→ Information given
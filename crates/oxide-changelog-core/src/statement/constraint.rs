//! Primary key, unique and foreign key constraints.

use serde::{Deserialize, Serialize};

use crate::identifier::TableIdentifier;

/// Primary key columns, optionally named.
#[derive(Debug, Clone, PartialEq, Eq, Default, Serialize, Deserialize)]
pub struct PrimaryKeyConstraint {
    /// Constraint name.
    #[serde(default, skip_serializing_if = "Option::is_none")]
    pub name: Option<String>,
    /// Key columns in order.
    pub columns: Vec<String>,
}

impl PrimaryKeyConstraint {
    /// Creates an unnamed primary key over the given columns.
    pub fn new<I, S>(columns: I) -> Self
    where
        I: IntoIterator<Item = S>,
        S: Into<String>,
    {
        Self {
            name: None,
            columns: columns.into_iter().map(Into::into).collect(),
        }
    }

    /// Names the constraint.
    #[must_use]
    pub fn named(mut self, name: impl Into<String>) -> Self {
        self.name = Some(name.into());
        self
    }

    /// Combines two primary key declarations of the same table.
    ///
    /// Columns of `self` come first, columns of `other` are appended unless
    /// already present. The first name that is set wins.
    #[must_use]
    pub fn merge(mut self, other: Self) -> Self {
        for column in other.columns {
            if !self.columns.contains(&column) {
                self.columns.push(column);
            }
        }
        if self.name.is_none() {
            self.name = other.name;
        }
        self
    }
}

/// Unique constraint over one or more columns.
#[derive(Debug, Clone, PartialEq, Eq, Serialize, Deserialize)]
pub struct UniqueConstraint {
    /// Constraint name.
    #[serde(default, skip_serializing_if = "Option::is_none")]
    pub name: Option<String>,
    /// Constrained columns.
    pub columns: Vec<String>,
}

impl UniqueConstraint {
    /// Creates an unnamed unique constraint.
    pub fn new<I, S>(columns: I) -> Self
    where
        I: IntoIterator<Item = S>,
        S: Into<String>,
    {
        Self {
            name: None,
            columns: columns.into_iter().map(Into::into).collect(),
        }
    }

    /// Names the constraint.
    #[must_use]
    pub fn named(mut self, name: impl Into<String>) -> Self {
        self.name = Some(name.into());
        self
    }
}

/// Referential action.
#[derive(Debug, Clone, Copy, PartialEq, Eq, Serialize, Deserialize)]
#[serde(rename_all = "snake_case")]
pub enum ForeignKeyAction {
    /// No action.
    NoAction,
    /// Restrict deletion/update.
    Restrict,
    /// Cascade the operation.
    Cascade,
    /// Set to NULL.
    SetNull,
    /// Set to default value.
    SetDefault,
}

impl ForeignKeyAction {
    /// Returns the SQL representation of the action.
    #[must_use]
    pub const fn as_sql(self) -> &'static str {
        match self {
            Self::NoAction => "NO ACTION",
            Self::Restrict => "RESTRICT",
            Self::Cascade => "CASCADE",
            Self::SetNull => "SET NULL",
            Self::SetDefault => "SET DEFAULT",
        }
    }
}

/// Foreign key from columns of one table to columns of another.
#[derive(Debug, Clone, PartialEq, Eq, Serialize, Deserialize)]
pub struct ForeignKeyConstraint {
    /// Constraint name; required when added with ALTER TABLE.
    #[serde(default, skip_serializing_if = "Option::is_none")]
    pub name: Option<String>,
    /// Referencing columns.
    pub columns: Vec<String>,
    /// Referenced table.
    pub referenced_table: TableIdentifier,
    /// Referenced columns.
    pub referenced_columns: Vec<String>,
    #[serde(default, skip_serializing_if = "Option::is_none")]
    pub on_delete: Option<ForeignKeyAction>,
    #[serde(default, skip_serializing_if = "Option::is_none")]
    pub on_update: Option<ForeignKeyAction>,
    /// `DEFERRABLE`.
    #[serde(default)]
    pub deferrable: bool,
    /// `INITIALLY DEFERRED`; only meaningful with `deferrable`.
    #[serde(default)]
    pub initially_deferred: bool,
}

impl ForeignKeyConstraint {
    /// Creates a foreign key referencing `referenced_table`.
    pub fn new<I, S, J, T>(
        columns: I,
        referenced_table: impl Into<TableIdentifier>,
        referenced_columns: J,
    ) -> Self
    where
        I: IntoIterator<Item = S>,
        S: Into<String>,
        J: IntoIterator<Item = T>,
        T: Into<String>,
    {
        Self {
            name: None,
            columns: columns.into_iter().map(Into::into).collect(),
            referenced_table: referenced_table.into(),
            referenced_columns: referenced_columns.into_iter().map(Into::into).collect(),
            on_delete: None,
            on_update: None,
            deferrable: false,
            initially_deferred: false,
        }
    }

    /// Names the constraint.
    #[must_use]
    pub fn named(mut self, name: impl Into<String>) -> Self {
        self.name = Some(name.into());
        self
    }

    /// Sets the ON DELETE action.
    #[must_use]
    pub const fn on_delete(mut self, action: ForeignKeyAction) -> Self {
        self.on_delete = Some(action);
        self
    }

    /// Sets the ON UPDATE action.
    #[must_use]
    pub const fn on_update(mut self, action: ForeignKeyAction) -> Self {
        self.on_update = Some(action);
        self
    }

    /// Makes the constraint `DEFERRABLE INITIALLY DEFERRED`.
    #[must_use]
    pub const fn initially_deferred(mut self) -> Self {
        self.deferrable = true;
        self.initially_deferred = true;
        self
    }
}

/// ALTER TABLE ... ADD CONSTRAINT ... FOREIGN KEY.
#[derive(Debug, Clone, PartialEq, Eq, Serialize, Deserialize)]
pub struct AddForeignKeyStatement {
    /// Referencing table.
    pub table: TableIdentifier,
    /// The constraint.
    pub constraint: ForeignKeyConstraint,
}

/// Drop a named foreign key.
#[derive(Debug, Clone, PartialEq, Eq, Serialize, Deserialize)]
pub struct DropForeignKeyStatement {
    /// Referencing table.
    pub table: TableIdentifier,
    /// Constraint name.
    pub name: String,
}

→ Aim of the task
The reply should be a precise retyping of all the data.

→ Final answer
filename crates/oxide-changelog-core/src/statement/constraint.rs
//! Primary key, unique and foreign key constraints.

use serde::{Deserialize, Serialize};

use crate::identifier::TableIdentifier;

/// Primary key columns, optionally named.
#[derive(Debug, Clone, PartialEq, Eq, Default, Serialize, Deserialize)]
pub struct PrimaryKeyConstraint {
    /// Constraint name.
    #[serde(default, skip_serializing_if = "Option::is_none")]
    pub name: Option<String>,
    /// Key columns in order.
    pub columns: Vec<String>,
}

impl PrimaryKeyConstraint {
    /// Creates an unnamed primary key over the given columns.
    pub fn new<I, S>(columns: I) -> Self
    where
        I: IntoIterator<Item = S>,
        S: Into<String>,
    {
        Self {
            name: None,
            columns: columns.into_iter().map(Into::into).collect(),
        }
    }

    /// Names the constraint.
    #[must_use]
    pub fn named(mut self, name: impl Into<String>) -> Self {
        self.name = Some(name.into());
        self
    }

    /// Combines two primary key declarations of the same table.
    ///
    /// Columns of `self` come first, columns of `other` are appended unless
    /// already present. The first name that is set wins.
    #[must_use]
    pub fn merge(mut self, other: Self) -> Self {
        for column in other.columns {
            if !self.columns.contains(&column) {
                self.columns.push(column);
            }
        }
        if self.name.is_none() {
            self.name = other.name;
        }
        self
    }
}

/// Unique constraint over one or more columns.
#[derive(Debug, Clone, PartialEq, Eq, Serialize, Deserialize)]
pub struct UniqueConstraint {
    /// Constraint name.
    #[serde(default, skip_serializing_if = "Option::is_none")]
    pub name: Option<String>,
    /// Constrained columns.
    pub columns: Vec<String>,
}

impl UniqueConstraint {
    /// Creates an unnamed unique constraint.
    pub fn new<I, S>(columns: I) -> Self
    where
        I: IntoIterator<Item = S>,
        S: Into<String>,
    {
        Self {
            name: None,
            columns: columns.into_iter().map(Into::into).collect(),
        }
    }

    /// Names the constraint.
    #[must_use]
    pub fn named(mut self, name: impl Into<String>) -> Self {
        self.name = Some(name.into());
        self
    }
}

/// Referential action.
#[derive(Debug, Clone, Copy, PartialEq, Eq, Serialize, Deserialize)]
#[serde(rename_all = "snake_case")]
pub enum ForeignKeyAction {
    /// No action.
    NoAction,
    /// Restrict deletion/update.
    Restrict,
    /// Cascade the operation.
    Cascade,
    /// Set to NULL.
    SetNull,
    /// Set to default value.
    SetDefault,
}

impl ForeignKeyAction {
    /// Returns the SQL representation of the action.
    #[must_use]
    pub const fn as_sql(self) -> &'static str {
        match self {
            Self::NoAction => "NO ACTION",
            Self::Restrict => "RESTRICT",
            Self::Cascade => "CASCADE",
            Self::SetNull => "SET NULL",
            Self::SetDefault => "SET DEFAULT",
        }
    }
}

/// Foreign key from columns of one table to columns of another.
#[derive(Debug, Clone, PartialEq, Eq, Serialize, Deserialize)]
pub struct ForeignKeyConstraint {
    /// Constraint name; required when added with ALTER TABLE.
    #[serde(default, skip_serializing_if = "Option::is_none")]
    pub name: Option<String>,
    /// Referencing columns.
    pub columns: Vec<String>,
    /// Referenced table.
    pub referenced_table: TableIdentifier,
    /// Referenced columns.
    pub referenced_columns: Vec<String>,
    #[serde(default, skip_serializing_if = "Option::is_none")]
    pub on_delete: Option<ForeignKeyAction>,
    #[serde(default, skip_serializing_if = "Option::is_none")]
    pub on_update: Option<ForeignKeyAction>,
    /// `DEFERRABLE`.
    #[serde(default)]
    pub deferrable: bool,
    /// `INITIALLY DEFERRED`; only meaningful with `deferrable`.
    #[serde(default)]
    pub initially_deferred: bool,
}

impl ForeignKeyConstraint {
    /// Creates a foreign key referencing `referenced_table`.
    pub fn new<I, S, J, T>(
        columns: I,
        referenced_table: impl Into<TableIdentifier>,
        referenced_columns: J,
    ) -> Self
    where
        I: IntoIterator<Item = S>,
        S: Into<String>,
        J: IntoIterator<Item = T>,
        T: Into<String>,
    {
        Self {
            name: None,
            columns: columns.into_iter().map(Into::into).collect(),
            referenced_table: referenced_table.into(),
            referenced_columns: referenced_columns.into_iter().map(Into::into).collect(),
            on_delete: None,
            on_update: None,
            deferrable: false,
            initially_deferred: false,
        }
    }

    /// Names the constraint.
    #[must_use]
    pub fn named(mut self, name: impl Into<String>) -> Self {
        self.name = Some(name.into());
        self
    }

    /// Sets the ON DELETE action.
    #[must_use]
    pub const fn on_delete(mut self, action: ForeignKeyAction) -> Self {
        self.on_delete = Some(action);
        self
    }

    /// Sets the ON UPDATE action.
    #[must_use]
    pub const fn on_update(mut self, action: ForeignKeyAction) -> Self {
        self.on_update = Some(action);
        self
    }

    /// Makes the constraint `DEFERRABLE INITIALLY DEFERRED`.
    #[must_use]
    pub const fn initially_deferred(mut self) -> Self {
        self.deferrable = true;
        self.initially_deferred = true;
        self
    }
}

/// ALTER TABLE ... ADD CONSTRAINT ... FOREIGN KEY.
#[derive(Debug, Clone, PartialEq, Eq, Serialize, Deserialize)]
pub struct AddForeignKeyStatement {
    /// Referencing table.
    pub table: TableIdentifier,
    /// The constraint.
    pub constraint: ForeignKeyConstraint,
}

/// Drop a named foreign key.
#[derive(Debug, Clone, PartialEq, Eq, Serialize, Deserialize)]
pub struct DropForeignKeyStatement {
    /// Referencing table.
    pub table: TableIdentifier,
    /// Constraint name.
    pub name: String,
}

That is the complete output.